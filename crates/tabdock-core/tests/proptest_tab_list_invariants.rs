//! Property-based invariant tests for the open-tab list.
//!
//! Verifies:
//! 1. No sequence of opens yields two entries with equal url
//! 2. Re-opening an existing url changes neither position nor title
//! 3. Opens preserve first-open order
//! 4. close removes exactly the matching url
//! 5. Closing the current url with survivors navigates to the last survivor
//! 6. close_all always yields the empty list
//! 7. Encode/decode through the session codec preserves the list
//! 8. Decode never panics on arbitrary input

use proptest::prelude::*;
use tabdock_core::session::{decode_tabs, encode_tabs};
use tabdock_core::tabs::{CloseOutcome, TabList};

fn url_strategy() -> impl Strategy<Value = String> {
    // Small url alphabet so duplicates actually occur.
    prop::sample::select(vec![
        "/".to_string(),
        "/a".to_string(),
        "/b".to_string(),
        "/accounting/".to_string(),
        "/dashboard/".to_string(),
        "/users/42/".to_string(),
    ])
}

fn open_sequence() -> impl Strategy<Value = Vec<(String, String)>> {
    prop::collection::vec(("[A-Z][a-z]{0,8}", url_strategy()), 0..=20)
}

fn build(seq: &[(String, String)]) -> TabList {
    let mut tabs = TabList::new();
    for (title, url) in seq {
        tabs.open(title, url);
    }
    tabs
}

// ═════════════════════════════════════════════════════════════════════════
// 1. Urls are unique
// ═════════════════════════════════════════════════════════════════════════

proptest! {
    #[test]
    fn urls_are_unique(seq in open_sequence()) {
        let tabs = build(&seq);
        let mut seen = std::collections::HashSet::new();
        for tab in &tabs {
            prop_assert!(seen.insert(tab.url.clone()), "duplicate url: {}", tab.url);
        }
    }
}

// ═════════════════════════════════════════════════════════════════════════
// 2. Re-open preserves position and title
// ═════════════════════════════════════════════════════════════════════════

proptest! {
    #[test]
    fn reopen_preserves_position_and_title(
        seq in open_sequence(),
        title in "[A-Z][a-z]{0,8}",
        url in url_strategy(),
    ) {
        let mut tabs = build(&seq);
        let before: Vec<_> = tabs.iter().cloned().collect();
        if tabs.contains_url(&url) {
            let changed = tabs.open(&title, &url);
            let after: Vec<_> = tabs.iter().cloned().collect();
            prop_assert!(!changed);
            prop_assert_eq!(before, after);
        }
    }
}

// ═════════════════════════════════════════════════════════════════════════
// 3. First-open order is preserved
// ═════════════════════════════════════════════════════════════════════════

proptest! {
    #[test]
    fn first_open_order_is_preserved(seq in open_sequence()) {
        let tabs = build(&seq);
        // Expected order: urls by first occurrence in the sequence.
        let mut expected = Vec::new();
        for (_, url) in &seq {
            if !expected.contains(url) {
                expected.push(url.clone());
            }
        }
        let actual: Vec<String> = tabs.iter().map(|t| t.url.clone()).collect();
        prop_assert_eq!(actual, expected);
    }
}

// ═════════════════════════════════════════════════════════════════════════
// 4. close removes exactly the matching url
// ═════════════════════════════════════════════════════════════════════════

proptest! {
    #[test]
    fn close_removes_exactly_the_url(
        seq in open_sequence(),
        url in url_strategy(),
        current in url_strategy(),
    ) {
        let mut tabs = build(&seq);
        let before: Vec<_> = tabs.iter().cloned().collect();
        let _ = tabs.close(&url, &current);
        let after: Vec<_> = tabs.iter().cloned().collect();
        let expected: Vec<_> = before.into_iter().filter(|t| t.url != url).collect();
        prop_assert_eq!(after, expected);
    }
}

// ═════════════════════════════════════════════════════════════════════════
// 5. Closing the current url navigates to the last survivor
// ═════════════════════════════════════════════════════════════════════════

proptest! {
    #[test]
    fn closing_current_navigates_to_last_survivor(seq in open_sequence(), url in url_strategy()) {
        let mut tabs = build(&seq);
        let outcome = tabs.close(&url, &url);
        match outcome {
            CloseOutcome::NavigateTo(next) => {
                let last = tabs.last().expect("survivors exist when navigating");
                prop_assert_eq!(&next, &last.url);
                prop_assert_ne!(next, url);
            }
            CloseOutcome::RenderOnly => prop_assert!(tabs.is_empty()),
        }
    }
}

// ═════════════════════════════════════════════════════════════════════════
// 6. close_all empties the list
// ═════════════════════════════════════════════════════════════════════════

proptest! {
    #[test]
    fn close_all_empties(seq in open_sequence()) {
        let mut tabs = build(&seq);
        tabs.close_all();
        prop_assert!(tabs.is_empty());
        prop_assert_eq!(encode_tabs(&tabs), "[]");
    }
}

// ═════════════════════════════════════════════════════════════════════════
// 7. Session codec preserves the list
// ═════════════════════════════════════════════════════════════════════════

proptest! {
    #[test]
    fn codec_preserves_list(seq in open_sequence()) {
        let tabs = build(&seq);
        let decoded = decode_tabs(Some(&encode_tabs(&tabs))).expect("own encoding decodes");
        prop_assert_eq!(decoded, tabs);
    }
}

// ═════════════════════════════════════════════════════════════════════════
// 8. Decode never panics
// ═════════════════════════════════════════════════════════════════════════

proptest! {
    #[test]
    fn decode_never_panics(raw in ".{0,64}") {
        let _ = decode_tabs(Some(&raw));
    }
}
======
What to do: Reproduce the material above in full, word for word.

The completed task:
filename crates/tabdock-core/tests/proptest_tab_list_invariants.rs
//! Property-based invariant tests for the open-tab list.
//!
//! Verifies:
//! 1. No sequence of opens yields two entries with equal url
//! 2. Re-opening an existing url changes neither position nor title
//! 3. Opens preserve first-open order
//! 4. close removes exactly the matching url
//! 5. Closing the current url with survivors navigates to the last survivor
//! 6. close_all always yields the empty list
//! 7. Encode/decode through the session codec preserves the list
//! 8. Decode never panics on arbitrary input

use proptest::prelude::*;
use tabdock_core::session::{decode_tabs, encode_tabs};
use tabdock_core::tabs::{CloseOutcome, TabList};

fn url_strategy() -> impl Strategy<Value = String> {
    // Small url alphabet so duplicates actually occur.
    prop::sample::select(vec![
        "/".to_string(),
        "/a".to_string(),
        "/b".to_string(),
        "/accounting/".to_string(),
        "/dashboard/".to_string(),
        "/users/42/".to_string(),
    ])
}

fn open_sequence() -> impl Strategy<Value = Vec<(String, String)>> {
    prop::collection::vec(("[A-Z][a-z]{0,8}", url_strategy()), 0..=20)
}

fn build(seq: &[(String, String)]) -> TabList {
    let mut tabs = TabList::new();
    for (title, url) in seq {
        tabs.open(title, url);
    }
    tabs
}

// ═════════════════════════════════════════════════════════════════════════
// 1. Urls are unique
// ═════════════════════════════════════════════════════════════════════════

proptest! {
    #[test]
    fn urls_are_unique(seq in open_sequence()) {
        let tabs = build(&seq);
        let mut seen = std::collections::HashSet::new();
        for tab in &tabs {
            prop_assert!(seen.insert(tab.url.clone()), "duplicate url: {}", tab.url);
        }
    }
}

// ═════════════════════════════════════════════════════════════════════════
// 2. Re-open preserves position and title
// ═════════════════════════════════════════════════════════════════════════

proptest! {
    #[test]
    fn reopen_preserves_position_and_title(
        seq in open_sequence(),
        title in "[A-Z][a-z]{0,8}",
        url in url_strategy(),
    ) {
        let mut tabs = build(&seq);
        let before: Vec<_> = tabs.iter().cloned().collect();
        if tabs.contains_url(&url) {
            let changed = tabs.open(&title, &url);
            let after: Vec<_> = tabs.iter().cloned().collect();
            prop_assert!(!changed);
            prop_assert_eq!(before, after);
        }
    }
}

// ═════════════════════════════════════════════════════════════════════════
// 3. First-open order is preserved
// ═════════════════════════════════════════════════════════════════════════

proptest! {
    #[test]
    fn first_open_order_is_preserved(seq in open_sequence()) {
        let tabs = build(&seq);
        // Expected order: urls by first occurrence in the sequence.
        let mut expected = Vec::new();
        for (_, url) in &seq {
            if !expected.contains(url) {
                expected.push(url.clone());
            }
        }
        let actual: Vec<String> = tabs.iter().map(|t| t.url.clone()).collect();
        prop_assert_eq!(actual, expected);
    }
}

// ═════════════════════════════════════════════════════════════════════════
// 4. close removes exactly the matching url
// ═════════════════════════════════════════════════════════════════════════

proptest! {
    #[test]
    fn close_removes_exactly_the_url(
        seq in open_sequence(),
        url in url_strategy(),
        current in url_strategy(),
    ) {
        let mut tabs = build(&seq);
        let before: Vec<_> = tabs.iter().cloned().collect();
        let _ = tabs.close(&url, &current);
        let after: Vec<_> = tabs.iter().cloned().collect();
        let expected: Vec<_> = before.into_iter().filter(|t| t.url != url).collect();
        prop_assert_eq!(after, expected);
    }
}

// ═════════════════════════════════════════════════════════════════════════
// 5. Closing the current url navigates to the last survivor
// ═════════════════════════════════════════════════════════════════════════

proptest! {
    #[test]
    fn closing_current_navigates_to_last_survivor(seq in open_sequence(), url in url_strategy()) {
        let mut tabs = build(&seq);
        let outcome = tabs.close(&url, &url);
        match outcome {
            CloseOutcome::NavigateTo(next) => {
                let last = tabs.last().expect("survivors exist when navigating");
                prop_assert_eq!(&next, &last.url);
                prop_assert_ne!(next, url);
            }
            CloseOutcome::RenderOnly => prop_assert!(tabs.is_empty()),
        }
    }
}

// ═════════════════════════════════════════════════════════════════════════
// 6. close_all empties the list
// ═════════════════════════════════════════════════════════════════════════

proptest! {
    #[test]
    fn close_all_empties(seq in open_sequence()) {
        let mut tabs = build(&seq);
        tabs.close_all();
        prop_assert!(tabs.is_empty());
        prop_assert_eq!(encode_tabs(&tabs), "[]");
    }
}

// ═════════════════════════════════════════════════════════════════════════
// 7. Session codec preserves the list
// ═════════════════════════════════════════════════════════════════════════

proptest! {
    #[test]
    fn codec_preserves_list(seq in open_sequence()) {
        let tabs = build(&seq);
        let decoded = decode_tabs(Some(&encode_tabs(&tabs))).expect("own encoding decodes");
        prop_assert_eq!(decoded, tabs);
    }
}

// ═════════════════════════════════════════════════════════════════════════
// 8. Decode never panics
// ═════════════════════════════════════════════════════════════════════════

proptest! {
    #[test]
    fn decode_never_panics(raw in ".{0,64}") {
        let _ = decode_tabs(Some(&raw));
    }
}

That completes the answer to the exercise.